If you don’t like the fracking example – which I admit, I like to use pour epater – then consider having made wind and solar power price comparable, at worst, with fossil fuels, many say they’re now cheaper. So, we’re not, in a price driven world, going to increase coal usage as RCP 8.5 assumes, are we? Do recall that 8.5 requires not only that we continue to increase energy usage but that coal becomes and every greater part of that supply off into the future. That’s just not about to happen any more, is it?

10

Tim Worstall 11.25.20 at 12:50 pm

“and every ” – “an ever”

11

JimV 11.25.20 at 9:58 pm

“The evangelical opposition to abortion is yet another arbitrary point of contention, deliberately selected as a surrogate for opposition to racial integration.”

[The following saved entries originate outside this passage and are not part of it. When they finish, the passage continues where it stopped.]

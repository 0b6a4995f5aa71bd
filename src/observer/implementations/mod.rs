pub mod creation_notifier;
pub mod query_logger;

pub use creation_notifier::{CreationNotifier, WatchRule};
pub use query_logger::QueryLogger;
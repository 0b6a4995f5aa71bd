use anyhow::Context;
use chrono::Utc;
use clap::Subcommand;
use serde_json::json;

use crate::cli::config::{load_session, save_session, CliSession};
use crate::cli::utils::{output_data, output_success, ApiClient};
use crate::cli::OutputFormat;

#[derive(Subcommand)]
pub enum AuthCommands {
    #[command(about = "Create an account and log in")]
    Join {
        #[arg(help = "Email")]
        email: String,
        #[arg(long, help = "Password (falls back to QUILL_PASSWORD)")]
        password: Option<String>,
    },

    #[command(about = "Login to server")]
    Login {
        #[arg(help = "Email")]
        email: String,
        #[arg(long, help = "Password (falls back to QUILL_PASSWORD)")]
        password: Option<String>,
    },

    #[command(about = "Forget the saved session token")]
    Logout,

    #[command(about = "Show current user information")]
    Whoami,
}

pub async fn handle(cmd: AuthCommands, url: Option<String>, output_format: OutputFormat) -> anyhow::Result<()> {
    match cmd {
        AuthCommands::Join { email, password } => {
            start_session("/auth/join", email, password, url, output_format).await
        }
        AuthCommands::Login { email, password } => {
            start_session("/auth/login", email, password, url, output_format).await
        }
        AuthCommands::Logout => {
            let session = load_session()?;
            save_session(&CliSession {
                url: session.url,
                ..Default::default()
            })?;
            output_success(output_format, "Logged out", None)
        }
        AuthCommands::Whoami => {
            let (client, _) = ApiClient::from_session(url)?;
            let whoami = client.get("/api/auth/whoami").await?;
            output_data(output_format, &whoami, |data| {
                let role = if data["is_admin"].as_bool().unwrap_or(false) { "admin" } else { "user" };
                println!("{} ({})", data["user"]["email"].as_str().unwrap_or("unknown"), role);
            })
        }
    }
}

async fn start_session(
    path: &str,
    email: String,
    password: Option<String>,
    url: Option<String>,
    output_format: OutputFormat,
) -> anyhow::Result<()> {
    let password = password
        .or_else(|| std::env::var("QUILL_PASSWORD").ok())
        .context("a password is required (--password or QUILL_PASSWORD)")?;

    let session = load_session()?;
    let base_url = session.resolve_url(url);
    let client = ApiClient::new(base_url.clone(), None)?;
    let payload = client
        .post_json(path, &json!({ "email": email, "password": password }))
        .await?;

    let token = payload["token"]
        .as_str()
        .context("server response did not include a token")?
        .to_string();

    save_session(&CliSession {
        url: Some(base_url),
        token: Some(token),
        email: Some(email.clone()),
        logged_in_at: Some(Utc::now()),
    })?;

    output_success(
        output_format,
        &format!("Logged in as {}", email),
        Some(json!({ "email": email, "is_admin": payload["is_admin"] })),
    )
}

In your opinion, based on an article with that thesis based on two cherry-picked examples, and ignoring other facts such as that Billy Sunday, the founder of the the evangelical movement, preached against abortion, calling it “the murder of babies” in the very early 1900’s. You are of course entitled to that position. Mine, as someone raised in an evangelical family and community in the mid 1900’s, was that abortion was always considered settled doctrine (as murder), but did not become a political single-issue until it became legal. Has the issue since been demagogued by politicians? Yes. Is there also racism among evangelicals? Yes; but is it a sincere belief? Yes. Certainly so among my family, in which a niece forgoed breast-cancer treatment while pregnant for fear of harming the fetus. (Since she already had three small children to raise, that would not have been my counsel.)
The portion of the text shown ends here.